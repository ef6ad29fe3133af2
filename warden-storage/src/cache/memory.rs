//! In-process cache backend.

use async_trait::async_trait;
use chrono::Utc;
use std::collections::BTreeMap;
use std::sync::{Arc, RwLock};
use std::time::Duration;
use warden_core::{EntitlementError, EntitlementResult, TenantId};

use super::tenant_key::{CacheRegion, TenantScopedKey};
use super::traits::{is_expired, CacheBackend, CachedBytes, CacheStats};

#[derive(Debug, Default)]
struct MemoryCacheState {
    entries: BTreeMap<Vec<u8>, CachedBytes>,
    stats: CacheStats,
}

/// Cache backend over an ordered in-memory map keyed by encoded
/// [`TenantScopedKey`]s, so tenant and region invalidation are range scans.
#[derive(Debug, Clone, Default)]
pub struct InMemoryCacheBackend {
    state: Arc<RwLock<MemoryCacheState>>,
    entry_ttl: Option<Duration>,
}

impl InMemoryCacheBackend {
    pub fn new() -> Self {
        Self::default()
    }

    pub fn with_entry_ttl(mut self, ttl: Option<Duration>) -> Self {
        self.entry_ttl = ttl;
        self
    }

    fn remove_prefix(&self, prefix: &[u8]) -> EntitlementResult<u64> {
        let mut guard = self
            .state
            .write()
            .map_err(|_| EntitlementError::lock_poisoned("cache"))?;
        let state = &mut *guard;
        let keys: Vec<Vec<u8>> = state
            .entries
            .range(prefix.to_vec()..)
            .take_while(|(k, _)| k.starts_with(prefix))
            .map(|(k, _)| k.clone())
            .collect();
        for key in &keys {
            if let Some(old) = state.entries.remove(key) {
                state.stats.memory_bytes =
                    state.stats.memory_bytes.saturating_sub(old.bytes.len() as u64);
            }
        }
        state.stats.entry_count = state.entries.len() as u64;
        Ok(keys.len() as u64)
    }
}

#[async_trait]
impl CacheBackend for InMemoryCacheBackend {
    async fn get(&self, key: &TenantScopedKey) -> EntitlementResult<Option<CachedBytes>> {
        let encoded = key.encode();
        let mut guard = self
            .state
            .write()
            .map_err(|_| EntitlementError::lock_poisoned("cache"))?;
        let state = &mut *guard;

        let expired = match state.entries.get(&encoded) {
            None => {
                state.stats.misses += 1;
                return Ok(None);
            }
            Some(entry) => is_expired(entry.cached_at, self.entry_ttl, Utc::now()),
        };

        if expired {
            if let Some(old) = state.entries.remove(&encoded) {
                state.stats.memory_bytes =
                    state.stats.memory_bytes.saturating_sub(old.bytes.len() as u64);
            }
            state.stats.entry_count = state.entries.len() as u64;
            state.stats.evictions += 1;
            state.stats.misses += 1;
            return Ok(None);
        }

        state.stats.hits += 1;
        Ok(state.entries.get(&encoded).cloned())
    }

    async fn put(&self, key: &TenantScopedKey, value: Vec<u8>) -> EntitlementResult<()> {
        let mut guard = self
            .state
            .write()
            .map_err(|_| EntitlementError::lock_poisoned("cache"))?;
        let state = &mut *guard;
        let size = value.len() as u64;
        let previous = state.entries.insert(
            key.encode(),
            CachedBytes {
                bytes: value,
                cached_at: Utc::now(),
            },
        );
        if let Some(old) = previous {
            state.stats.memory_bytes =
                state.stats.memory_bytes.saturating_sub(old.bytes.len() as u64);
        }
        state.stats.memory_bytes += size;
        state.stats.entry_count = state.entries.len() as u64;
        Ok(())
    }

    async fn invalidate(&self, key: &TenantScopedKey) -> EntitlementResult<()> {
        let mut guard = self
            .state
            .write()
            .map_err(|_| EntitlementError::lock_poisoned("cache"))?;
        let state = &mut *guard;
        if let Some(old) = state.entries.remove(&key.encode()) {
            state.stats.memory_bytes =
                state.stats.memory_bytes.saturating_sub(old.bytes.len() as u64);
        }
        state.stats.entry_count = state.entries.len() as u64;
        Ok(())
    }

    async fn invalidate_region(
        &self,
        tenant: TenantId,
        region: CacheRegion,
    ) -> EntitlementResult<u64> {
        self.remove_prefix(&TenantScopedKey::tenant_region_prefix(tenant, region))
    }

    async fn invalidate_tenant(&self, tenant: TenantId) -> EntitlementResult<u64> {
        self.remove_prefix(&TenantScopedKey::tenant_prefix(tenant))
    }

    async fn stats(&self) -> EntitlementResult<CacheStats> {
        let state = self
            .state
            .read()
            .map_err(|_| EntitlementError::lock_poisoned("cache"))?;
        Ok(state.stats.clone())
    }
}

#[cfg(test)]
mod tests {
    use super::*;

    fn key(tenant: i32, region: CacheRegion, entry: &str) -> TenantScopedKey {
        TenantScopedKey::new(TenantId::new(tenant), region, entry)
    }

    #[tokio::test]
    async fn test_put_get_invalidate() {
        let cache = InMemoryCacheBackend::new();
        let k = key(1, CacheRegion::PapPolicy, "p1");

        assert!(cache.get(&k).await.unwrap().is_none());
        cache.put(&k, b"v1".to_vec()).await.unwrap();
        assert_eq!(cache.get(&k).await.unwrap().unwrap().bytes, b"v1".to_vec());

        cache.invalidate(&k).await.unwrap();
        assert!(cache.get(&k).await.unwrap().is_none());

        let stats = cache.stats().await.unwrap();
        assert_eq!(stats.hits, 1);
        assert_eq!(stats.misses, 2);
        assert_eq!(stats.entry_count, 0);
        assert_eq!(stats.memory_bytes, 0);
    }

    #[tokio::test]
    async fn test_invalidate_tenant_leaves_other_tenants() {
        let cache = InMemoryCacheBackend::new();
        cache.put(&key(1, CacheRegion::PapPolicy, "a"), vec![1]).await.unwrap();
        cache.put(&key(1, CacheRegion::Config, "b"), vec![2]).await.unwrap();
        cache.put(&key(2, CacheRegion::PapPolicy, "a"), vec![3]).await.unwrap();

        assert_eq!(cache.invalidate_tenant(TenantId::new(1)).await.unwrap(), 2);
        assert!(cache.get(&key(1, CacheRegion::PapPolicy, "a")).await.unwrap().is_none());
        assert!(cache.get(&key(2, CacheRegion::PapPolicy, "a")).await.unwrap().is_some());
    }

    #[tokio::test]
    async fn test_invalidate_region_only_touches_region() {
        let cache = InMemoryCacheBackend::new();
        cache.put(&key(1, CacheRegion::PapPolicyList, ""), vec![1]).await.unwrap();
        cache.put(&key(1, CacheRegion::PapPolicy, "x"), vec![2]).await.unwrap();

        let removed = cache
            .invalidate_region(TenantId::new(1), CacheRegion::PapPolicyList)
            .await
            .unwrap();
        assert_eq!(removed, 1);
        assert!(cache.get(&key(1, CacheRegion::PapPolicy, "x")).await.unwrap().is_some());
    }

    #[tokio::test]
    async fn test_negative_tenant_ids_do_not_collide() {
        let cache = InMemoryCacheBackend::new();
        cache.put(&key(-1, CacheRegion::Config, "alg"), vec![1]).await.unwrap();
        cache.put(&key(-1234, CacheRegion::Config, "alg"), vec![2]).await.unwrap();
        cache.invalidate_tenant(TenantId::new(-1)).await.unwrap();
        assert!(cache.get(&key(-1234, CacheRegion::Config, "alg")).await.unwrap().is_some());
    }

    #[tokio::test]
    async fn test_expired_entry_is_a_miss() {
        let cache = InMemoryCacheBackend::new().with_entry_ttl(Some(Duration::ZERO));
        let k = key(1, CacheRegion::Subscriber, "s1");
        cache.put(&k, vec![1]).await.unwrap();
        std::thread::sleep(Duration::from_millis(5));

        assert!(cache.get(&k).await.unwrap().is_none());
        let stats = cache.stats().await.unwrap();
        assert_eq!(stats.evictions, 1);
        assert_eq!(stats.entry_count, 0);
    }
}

————————

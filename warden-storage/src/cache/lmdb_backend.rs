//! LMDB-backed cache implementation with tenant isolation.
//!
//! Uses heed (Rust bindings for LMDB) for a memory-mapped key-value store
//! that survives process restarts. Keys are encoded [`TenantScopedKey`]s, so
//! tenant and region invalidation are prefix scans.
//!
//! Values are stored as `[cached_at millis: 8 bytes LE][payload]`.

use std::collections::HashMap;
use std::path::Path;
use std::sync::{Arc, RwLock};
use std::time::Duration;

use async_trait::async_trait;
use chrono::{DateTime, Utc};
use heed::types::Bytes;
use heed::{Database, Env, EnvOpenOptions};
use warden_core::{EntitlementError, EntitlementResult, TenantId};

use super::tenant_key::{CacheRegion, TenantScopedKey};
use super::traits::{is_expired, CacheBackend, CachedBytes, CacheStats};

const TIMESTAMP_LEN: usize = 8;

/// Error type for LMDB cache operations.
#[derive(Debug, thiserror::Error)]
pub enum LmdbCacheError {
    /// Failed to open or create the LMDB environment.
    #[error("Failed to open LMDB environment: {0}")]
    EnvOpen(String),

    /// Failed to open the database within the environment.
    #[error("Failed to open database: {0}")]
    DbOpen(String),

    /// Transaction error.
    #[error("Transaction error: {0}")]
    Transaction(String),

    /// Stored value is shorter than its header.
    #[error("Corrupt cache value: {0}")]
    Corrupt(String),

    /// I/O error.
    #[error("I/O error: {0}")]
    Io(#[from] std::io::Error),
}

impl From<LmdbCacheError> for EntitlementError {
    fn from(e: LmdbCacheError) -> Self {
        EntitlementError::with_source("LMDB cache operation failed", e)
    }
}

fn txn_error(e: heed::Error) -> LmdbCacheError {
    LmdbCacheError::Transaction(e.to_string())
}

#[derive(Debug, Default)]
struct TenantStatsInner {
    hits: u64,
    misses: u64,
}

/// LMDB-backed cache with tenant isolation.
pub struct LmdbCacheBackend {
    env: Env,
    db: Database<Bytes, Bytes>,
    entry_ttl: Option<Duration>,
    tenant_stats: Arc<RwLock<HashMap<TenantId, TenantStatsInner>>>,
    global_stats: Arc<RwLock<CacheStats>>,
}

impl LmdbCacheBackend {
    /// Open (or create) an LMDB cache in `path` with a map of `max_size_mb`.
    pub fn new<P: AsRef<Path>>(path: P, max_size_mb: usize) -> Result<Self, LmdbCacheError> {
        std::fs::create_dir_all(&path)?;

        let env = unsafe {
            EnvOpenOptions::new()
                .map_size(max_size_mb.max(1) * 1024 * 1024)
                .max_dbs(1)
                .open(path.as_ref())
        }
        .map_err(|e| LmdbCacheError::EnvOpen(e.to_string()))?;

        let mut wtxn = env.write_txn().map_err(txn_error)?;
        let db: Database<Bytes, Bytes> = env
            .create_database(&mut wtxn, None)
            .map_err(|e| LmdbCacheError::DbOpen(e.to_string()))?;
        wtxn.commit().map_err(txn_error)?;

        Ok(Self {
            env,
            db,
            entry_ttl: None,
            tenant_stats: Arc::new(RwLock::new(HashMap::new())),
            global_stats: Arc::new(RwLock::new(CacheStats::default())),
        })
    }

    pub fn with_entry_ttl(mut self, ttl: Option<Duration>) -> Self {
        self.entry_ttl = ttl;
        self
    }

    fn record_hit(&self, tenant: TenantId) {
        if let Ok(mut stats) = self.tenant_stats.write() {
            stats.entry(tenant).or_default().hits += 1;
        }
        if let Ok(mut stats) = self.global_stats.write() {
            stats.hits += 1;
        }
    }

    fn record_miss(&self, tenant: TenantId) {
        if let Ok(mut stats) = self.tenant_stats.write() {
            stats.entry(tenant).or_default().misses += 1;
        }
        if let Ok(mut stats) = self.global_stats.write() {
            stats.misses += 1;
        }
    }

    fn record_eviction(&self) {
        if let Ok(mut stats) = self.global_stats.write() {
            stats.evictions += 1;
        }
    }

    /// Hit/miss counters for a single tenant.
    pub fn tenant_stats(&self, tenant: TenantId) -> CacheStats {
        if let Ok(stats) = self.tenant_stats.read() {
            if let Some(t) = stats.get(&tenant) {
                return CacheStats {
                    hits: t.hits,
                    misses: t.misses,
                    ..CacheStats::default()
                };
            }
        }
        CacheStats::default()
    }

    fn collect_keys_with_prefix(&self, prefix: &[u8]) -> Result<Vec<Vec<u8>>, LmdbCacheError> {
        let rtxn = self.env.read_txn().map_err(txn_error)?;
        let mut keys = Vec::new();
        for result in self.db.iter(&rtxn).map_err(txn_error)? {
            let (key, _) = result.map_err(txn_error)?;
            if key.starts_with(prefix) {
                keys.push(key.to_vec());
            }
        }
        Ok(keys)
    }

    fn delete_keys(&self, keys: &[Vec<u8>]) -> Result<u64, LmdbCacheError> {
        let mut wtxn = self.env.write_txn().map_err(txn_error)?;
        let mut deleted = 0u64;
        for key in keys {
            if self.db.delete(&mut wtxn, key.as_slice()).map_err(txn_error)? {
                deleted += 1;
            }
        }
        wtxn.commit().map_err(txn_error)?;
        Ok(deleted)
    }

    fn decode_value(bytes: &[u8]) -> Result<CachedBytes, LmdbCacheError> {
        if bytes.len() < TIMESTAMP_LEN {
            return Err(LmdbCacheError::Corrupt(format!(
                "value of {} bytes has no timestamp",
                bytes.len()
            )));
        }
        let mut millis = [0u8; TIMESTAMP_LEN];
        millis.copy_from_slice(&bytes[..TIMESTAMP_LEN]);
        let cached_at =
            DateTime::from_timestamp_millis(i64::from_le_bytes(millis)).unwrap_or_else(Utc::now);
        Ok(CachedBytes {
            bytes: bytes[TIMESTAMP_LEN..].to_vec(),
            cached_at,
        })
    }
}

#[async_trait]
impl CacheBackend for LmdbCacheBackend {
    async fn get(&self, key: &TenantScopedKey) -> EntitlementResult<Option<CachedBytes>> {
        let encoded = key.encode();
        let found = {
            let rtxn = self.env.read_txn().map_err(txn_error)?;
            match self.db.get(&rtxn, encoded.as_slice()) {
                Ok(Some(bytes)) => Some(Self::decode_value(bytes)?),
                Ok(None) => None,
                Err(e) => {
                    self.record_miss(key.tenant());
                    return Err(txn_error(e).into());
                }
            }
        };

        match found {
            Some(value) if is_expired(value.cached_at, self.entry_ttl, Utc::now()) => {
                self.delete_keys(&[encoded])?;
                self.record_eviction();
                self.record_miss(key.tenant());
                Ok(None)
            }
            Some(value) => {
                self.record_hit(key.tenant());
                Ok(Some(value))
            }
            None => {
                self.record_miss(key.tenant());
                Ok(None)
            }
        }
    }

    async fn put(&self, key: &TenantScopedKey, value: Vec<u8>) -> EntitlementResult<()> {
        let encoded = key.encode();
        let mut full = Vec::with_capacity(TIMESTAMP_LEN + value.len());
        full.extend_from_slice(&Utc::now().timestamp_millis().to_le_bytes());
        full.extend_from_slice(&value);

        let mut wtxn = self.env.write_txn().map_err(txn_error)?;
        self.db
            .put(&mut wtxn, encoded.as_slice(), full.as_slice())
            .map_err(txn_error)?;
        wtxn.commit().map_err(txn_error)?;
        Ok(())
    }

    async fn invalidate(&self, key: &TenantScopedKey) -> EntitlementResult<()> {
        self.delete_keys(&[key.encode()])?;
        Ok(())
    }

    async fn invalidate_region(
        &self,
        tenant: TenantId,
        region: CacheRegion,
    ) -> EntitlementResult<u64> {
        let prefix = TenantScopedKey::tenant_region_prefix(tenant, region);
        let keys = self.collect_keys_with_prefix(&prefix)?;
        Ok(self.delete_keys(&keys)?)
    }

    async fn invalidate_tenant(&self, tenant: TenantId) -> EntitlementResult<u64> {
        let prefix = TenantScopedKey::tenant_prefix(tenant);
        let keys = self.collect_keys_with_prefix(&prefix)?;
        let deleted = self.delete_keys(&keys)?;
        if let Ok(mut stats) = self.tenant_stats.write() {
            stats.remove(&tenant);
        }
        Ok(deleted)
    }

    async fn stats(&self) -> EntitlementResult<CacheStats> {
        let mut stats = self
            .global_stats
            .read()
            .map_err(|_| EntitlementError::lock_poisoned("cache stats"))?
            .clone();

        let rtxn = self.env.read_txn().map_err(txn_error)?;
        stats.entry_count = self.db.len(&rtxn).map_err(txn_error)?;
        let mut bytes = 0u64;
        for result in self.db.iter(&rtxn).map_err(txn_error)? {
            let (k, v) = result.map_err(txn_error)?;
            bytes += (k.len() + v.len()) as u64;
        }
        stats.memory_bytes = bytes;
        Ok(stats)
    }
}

————————

* _Description of the task_:
Among the records, find each line where the word "Config" occurs, and copy it.

* _Your response_:
        cache.put(&key(1, CacheRegion::Config, "b"), vec![2]).await.unwrap();
        cache.put(&key(-1, CacheRegion::Config, "alg"), vec![1]).await.unwrap();
        cache.put(&key(-1234, CacheRegion::Config, "alg"), vec![2]).await.unwrap();
        assert!(cache.get(&key(-1234, CacheRegion::Config, "alg")).await.unwrap().is_some());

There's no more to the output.